Problem requirements →
Count the lines below that contain the word "does", and report only that number.

── Records to process ──

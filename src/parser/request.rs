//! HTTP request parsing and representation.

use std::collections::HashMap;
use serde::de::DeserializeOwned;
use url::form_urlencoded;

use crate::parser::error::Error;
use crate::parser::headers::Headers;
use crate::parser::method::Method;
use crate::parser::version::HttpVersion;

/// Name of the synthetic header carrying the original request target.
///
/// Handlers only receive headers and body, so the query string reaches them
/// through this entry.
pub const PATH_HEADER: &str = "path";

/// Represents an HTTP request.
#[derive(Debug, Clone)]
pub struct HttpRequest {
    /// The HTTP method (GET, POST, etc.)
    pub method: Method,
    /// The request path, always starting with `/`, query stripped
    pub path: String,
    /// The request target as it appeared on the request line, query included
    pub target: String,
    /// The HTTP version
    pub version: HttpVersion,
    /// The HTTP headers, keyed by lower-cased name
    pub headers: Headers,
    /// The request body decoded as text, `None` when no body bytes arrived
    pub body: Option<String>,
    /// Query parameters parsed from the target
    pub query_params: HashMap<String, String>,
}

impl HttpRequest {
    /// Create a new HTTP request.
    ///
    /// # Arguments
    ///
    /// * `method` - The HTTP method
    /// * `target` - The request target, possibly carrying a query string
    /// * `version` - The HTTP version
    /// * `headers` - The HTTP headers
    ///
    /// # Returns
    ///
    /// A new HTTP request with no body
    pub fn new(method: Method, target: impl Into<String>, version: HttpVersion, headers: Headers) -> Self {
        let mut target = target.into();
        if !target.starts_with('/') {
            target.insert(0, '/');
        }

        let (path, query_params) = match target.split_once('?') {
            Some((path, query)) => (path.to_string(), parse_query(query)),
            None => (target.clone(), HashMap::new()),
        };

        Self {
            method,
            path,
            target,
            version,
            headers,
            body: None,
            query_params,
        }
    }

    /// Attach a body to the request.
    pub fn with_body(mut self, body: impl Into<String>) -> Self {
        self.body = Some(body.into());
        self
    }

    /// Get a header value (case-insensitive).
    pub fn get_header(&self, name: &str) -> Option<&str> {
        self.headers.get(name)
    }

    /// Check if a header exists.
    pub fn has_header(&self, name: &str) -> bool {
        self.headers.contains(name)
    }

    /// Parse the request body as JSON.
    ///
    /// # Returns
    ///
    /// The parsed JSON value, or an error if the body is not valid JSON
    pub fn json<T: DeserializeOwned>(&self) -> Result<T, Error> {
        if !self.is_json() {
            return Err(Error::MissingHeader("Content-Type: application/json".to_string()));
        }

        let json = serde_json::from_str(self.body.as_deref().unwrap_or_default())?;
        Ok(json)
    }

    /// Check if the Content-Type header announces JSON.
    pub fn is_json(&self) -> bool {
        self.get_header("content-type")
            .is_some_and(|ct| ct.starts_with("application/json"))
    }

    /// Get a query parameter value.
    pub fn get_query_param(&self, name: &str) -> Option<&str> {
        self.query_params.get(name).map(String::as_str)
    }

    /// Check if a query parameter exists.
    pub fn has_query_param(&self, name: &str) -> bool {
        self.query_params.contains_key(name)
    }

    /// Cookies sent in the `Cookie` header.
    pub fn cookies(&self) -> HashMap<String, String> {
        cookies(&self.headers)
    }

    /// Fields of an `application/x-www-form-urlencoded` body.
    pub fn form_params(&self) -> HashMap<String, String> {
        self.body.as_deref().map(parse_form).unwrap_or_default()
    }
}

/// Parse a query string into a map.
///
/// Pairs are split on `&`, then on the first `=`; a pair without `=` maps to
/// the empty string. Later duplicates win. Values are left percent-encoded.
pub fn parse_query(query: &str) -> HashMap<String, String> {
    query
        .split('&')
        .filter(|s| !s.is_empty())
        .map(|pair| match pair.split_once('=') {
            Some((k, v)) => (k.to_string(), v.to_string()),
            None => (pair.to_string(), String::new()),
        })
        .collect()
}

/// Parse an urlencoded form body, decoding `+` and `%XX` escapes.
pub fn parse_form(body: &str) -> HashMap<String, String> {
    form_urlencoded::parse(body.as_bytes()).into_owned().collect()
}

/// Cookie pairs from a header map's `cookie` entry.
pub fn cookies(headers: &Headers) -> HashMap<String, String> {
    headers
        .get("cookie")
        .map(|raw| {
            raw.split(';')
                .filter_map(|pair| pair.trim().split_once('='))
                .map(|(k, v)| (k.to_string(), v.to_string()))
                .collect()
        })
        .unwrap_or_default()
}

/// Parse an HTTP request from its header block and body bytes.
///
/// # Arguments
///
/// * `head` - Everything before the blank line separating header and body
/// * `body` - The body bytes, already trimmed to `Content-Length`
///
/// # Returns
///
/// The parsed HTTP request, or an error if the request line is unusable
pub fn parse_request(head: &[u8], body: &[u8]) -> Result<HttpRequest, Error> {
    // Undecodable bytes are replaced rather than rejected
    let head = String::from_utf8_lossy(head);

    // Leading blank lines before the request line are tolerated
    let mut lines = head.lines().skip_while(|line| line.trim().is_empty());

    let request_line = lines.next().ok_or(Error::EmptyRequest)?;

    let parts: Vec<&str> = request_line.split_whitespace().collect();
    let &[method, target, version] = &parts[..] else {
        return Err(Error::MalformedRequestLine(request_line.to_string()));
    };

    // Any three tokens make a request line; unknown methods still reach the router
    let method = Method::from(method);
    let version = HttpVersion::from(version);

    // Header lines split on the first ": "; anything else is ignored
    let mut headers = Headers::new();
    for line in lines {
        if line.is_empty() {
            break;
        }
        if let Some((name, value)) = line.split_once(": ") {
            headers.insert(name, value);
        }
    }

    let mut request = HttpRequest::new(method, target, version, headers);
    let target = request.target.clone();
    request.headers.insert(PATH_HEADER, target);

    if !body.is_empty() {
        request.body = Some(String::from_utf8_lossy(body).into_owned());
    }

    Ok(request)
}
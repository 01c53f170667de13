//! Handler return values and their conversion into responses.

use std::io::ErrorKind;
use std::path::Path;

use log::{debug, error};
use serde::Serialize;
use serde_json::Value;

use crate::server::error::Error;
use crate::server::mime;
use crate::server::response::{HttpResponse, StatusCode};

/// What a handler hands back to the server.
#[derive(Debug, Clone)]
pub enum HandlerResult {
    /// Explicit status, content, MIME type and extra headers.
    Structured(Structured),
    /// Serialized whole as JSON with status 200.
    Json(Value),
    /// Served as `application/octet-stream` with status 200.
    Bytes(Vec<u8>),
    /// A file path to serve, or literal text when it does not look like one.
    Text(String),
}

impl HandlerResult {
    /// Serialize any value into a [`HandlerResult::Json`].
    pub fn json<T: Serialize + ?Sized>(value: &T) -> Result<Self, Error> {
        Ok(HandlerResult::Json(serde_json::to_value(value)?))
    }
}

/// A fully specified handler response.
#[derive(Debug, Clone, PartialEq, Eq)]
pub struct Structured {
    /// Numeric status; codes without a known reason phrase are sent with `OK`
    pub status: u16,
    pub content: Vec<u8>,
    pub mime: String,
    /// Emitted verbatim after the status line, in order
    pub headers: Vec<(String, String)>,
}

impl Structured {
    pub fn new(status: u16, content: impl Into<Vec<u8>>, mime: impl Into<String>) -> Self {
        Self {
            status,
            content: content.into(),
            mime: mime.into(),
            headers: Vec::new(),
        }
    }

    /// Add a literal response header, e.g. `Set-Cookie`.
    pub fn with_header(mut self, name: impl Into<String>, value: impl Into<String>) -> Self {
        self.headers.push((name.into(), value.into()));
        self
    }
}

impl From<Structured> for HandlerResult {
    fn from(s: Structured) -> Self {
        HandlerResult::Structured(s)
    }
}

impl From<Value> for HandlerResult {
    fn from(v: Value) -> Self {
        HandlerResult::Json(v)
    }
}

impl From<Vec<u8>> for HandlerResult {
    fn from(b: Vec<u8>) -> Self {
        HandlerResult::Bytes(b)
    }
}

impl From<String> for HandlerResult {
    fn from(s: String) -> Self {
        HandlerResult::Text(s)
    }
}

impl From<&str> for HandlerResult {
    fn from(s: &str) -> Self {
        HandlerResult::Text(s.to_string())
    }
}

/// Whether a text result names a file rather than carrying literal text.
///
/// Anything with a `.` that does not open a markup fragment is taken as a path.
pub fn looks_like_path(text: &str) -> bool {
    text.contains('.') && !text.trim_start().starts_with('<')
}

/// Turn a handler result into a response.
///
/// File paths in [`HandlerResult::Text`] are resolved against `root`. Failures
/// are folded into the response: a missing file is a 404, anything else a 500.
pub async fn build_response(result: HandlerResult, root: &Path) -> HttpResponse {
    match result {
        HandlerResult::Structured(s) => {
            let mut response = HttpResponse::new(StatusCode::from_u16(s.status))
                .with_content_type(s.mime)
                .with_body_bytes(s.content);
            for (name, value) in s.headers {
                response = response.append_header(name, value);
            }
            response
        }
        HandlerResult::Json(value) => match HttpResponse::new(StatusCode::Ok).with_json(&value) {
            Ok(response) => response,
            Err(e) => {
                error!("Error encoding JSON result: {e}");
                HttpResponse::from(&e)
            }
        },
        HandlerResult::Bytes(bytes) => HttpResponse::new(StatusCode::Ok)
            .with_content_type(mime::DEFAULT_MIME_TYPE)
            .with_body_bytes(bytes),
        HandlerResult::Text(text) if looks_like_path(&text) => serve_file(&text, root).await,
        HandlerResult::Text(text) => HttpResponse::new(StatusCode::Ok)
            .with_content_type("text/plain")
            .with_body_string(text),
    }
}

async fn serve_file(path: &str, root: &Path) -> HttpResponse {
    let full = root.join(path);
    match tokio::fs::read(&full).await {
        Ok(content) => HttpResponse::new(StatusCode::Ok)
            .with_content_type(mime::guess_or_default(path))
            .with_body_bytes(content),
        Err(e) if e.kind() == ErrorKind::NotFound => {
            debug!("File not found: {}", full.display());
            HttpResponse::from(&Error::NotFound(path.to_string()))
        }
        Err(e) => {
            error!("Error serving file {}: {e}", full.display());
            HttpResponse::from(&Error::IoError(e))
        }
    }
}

───

Written response →
2